▸ PROBLEM
Return a copy of every line in the records that includes the word "cases".

----- INFORMATION PROVIDED

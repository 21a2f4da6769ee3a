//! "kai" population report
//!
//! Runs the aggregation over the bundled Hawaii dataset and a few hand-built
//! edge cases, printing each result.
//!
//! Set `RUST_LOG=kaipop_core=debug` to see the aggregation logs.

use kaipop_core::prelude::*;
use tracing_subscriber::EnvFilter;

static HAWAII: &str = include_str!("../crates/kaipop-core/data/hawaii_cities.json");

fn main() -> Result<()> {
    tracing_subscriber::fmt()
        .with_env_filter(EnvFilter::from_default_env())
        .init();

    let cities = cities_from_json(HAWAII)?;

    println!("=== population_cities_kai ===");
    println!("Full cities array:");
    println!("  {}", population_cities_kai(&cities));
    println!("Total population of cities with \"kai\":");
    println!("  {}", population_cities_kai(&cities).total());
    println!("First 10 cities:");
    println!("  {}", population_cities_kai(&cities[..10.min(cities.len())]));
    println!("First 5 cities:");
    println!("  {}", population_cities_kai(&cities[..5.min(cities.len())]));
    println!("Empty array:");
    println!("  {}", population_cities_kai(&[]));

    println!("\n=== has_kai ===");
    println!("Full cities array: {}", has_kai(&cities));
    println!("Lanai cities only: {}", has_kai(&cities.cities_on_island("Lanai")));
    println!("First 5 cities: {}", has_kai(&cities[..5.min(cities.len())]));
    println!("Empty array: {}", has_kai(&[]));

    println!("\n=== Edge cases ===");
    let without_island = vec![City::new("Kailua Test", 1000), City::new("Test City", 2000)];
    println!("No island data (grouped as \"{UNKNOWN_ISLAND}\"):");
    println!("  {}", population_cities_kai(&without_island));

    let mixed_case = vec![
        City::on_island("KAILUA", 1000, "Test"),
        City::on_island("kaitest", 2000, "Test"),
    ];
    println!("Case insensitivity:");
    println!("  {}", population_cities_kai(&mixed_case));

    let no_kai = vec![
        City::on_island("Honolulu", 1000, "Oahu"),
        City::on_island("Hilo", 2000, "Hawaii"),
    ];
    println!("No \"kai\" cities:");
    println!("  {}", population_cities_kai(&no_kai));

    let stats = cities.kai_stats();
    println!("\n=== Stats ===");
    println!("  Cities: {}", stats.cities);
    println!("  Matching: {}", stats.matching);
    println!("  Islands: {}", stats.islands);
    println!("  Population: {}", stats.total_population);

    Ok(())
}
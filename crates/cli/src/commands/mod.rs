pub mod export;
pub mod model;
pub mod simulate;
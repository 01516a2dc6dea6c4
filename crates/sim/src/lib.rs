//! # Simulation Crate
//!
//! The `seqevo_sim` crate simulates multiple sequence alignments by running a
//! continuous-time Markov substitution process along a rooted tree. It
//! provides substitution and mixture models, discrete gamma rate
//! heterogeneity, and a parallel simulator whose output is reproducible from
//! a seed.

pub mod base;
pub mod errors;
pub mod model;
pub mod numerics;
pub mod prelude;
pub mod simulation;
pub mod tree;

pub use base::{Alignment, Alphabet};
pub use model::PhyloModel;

----------

▸ ANSWER SECTION
//! edge cases, printing each result.
    println!("\n=== Edge cases ===");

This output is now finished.